DES LANDES BRANDENBURG
VfGBbg 5/21 EA
IM NAMEN DES VOLKES
B e s c h l u s s
VfGBbg 5/21 EA
In dem abstrakten Normenkontrollverfahren
der Mitglieder des Landtags Brandenburg
Sabine Barthel, Dr. Hans-Christoph Berndt, Birgit Bessin, Peter Drenske, Lena Duggen, Andreas Galau, Lars Günther, Michael Hanko, Dennis Hohloch, Rolf‑Peter Hooge, Lars Hünich, Steffen John, Andreas Kalbitz, Steffen Kubitzki, Daniel Freiherr von Lützow, Wilko Möller, Daniel Münschke, Kathleen Muxel, Volker Nothing, Lars Schieske, Marianne Spring-Räumschüssel, Felix Teichner, Franz Josef Wiese,
Alter Markt 1, 14467 Potsdam,
Antragstellerinnen und Antragsteller,
Verfahrensbevollmächtigter Prof. Dr.

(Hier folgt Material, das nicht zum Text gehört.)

//! User model, change set, and wire DTOs.

use chrono::{DateTime, Utc};
use serde::{Deserialize, Serialize};
use sqlx::FromRow;
use validator::Validate;

use crate::models::patch::Patch;
use crate::validation::rules;

/// Full user row from storage; carries the password hash and is never serialized.
#[derive(Debug, Clone, FromRow)]
pub struct User {
    pub id: i64,
    pub email: String,
    pub first_name: Option<String>,
    pub last_name: Option<String>,
    pub password_hash: String,
    pub is_admin: bool,
    pub created_at: DateTime<Utc>,
    pub updated_at: DateTime<Utc>,
}

/// Insert payload for a user; the password is already hashed.
#[derive(Debug, Clone)]
pub struct NewUser {
    pub email: String,
    pub first_name: Option<String>,
    pub last_name: Option<String>,
    pub password_hash: String,
    pub is_admin: bool,
}

/// Column changes for a user update. `None` leaves a required column alone.
#[derive(Debug, Clone, Default, PartialEq)]
pub struct UserChanges {
    pub email: Option<String>,
    pub first_name: Patch<String>,
    pub last_name: Patch<String>,
    pub password_hash: Option<String>,
}

/// User response DTO. Excludes password_hash and internal fields.
#[derive(Debug, Clone, Serialize, Deserialize)]
#[serde(rename_all = "camelCase")]
pub struct UserResponse {
    pub id: i64,
    pub email: String,
    pub first_name: Option<String>,
    pub last_name: Option<String>,
    pub created_at: DateTime<Utc>,
}

#[derive(Debug, Clone, Serialize, Deserialize, Validate)]
#[serde(rename_all = "camelCase")]
pub struct CreateUser {
    #[validate(
        required(message = "Email cannot be blank"),
        email(message = "Email must be a valid format")
    )]
    pub email: Option<String>,
    pub first_name: Option<String>,
    pub last_name: Option<String>,
    #[validate(
        required(message = "Password cannot be blank"),
        length(min = 3, message = "Password must be at least 3 characters long")
    )]
    pub password: Option<String>,
}

#[derive(Debug, Clone, Default, Serialize, Deserialize, Validate)]
#[serde(default, rename_all = "camelCase")]
pub struct UpdateUser {
    #[serde(skip_serializing_if = "Patch::is_absent")]
    #[validate(custom(function = "rules::patch_email"))]
    pub email: Patch<String>,
    #[serde(skip_serializing_if = "Patch::is_absent")]
    pub first_name: Patch<String>,
    #[serde(skip_serializing_if = "Patch::is_absent")]
    pub last_name: Patch<String>,
    #[serde(skip_serializing_if = "Patch::is_absent")]
    #[validate(custom(function = "rules::patch_password"))]
    pub password: Patch<String>,
}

E.,
beteiligt:
1. Landtag Brandenburg,
vertreten durch die Präsidentin des Landtags Brandenburg,
Alter Markt 1,
14467 Potsdam,
2. Landesregierung Brandenburg,
- Staatskanzlei -,
Heinrich-Mann-Allee 107,
14473 Potsdam,
§ 8 der Siebten Verordnung über befristete Eindämmungsmaßnahmen aufgrund des SARS-CoV-2-Virus und COVID-19 im Land Brandenburg (Siebte SARS‑CoV‑2‑Eindämmungsverordnung - 7. SARS‑Cov‑2‑EindV) vom 6. März 2021 (GVBl. II/21, [Nr. 24])
hier Antrag auf den Erlass einer einstweiligen Anordnung
hat das Verfassungsgericht des Landes Brandenburg
am 26. März 2021
durch die Verfassungsrichterinnen und Verfassungsrichter Dr. Strauß, Dr. Finck, Heinrich‑Reichow, Müller, Richter und Sokoll
beschlossen:
Der Antrag auf Erlass einer einstweiligen Anordnung wird abgelehnt.
Gründe:
A.
I.
Die 23 Antragstellerinnen und Antragsteller, Mitglieder des 88 Abgeordnete umfassenden Landtags Brandenburg, wenden sich im Wege der abstrakten Normenkontrolle, verbunden mit einem Antrag auf Erlass einer einstweiligen Anordnung, gegen § 8 der Siebten Verordnung über befristete Eindämmungsmaßnahmen aufgrund des SARS-CoV-2-Virus und COVID-19 im Land Brandenburg (Siebte SARS-CoV-2-Eindämmungsverordnung - 7. SARS‑CoV‑2‑EindV vom 6. März 2021 (GVBl.II/21, [Nr. 24])) der Ministerin für Soziales, Gesundheit, Integration und Verbraucherschutz.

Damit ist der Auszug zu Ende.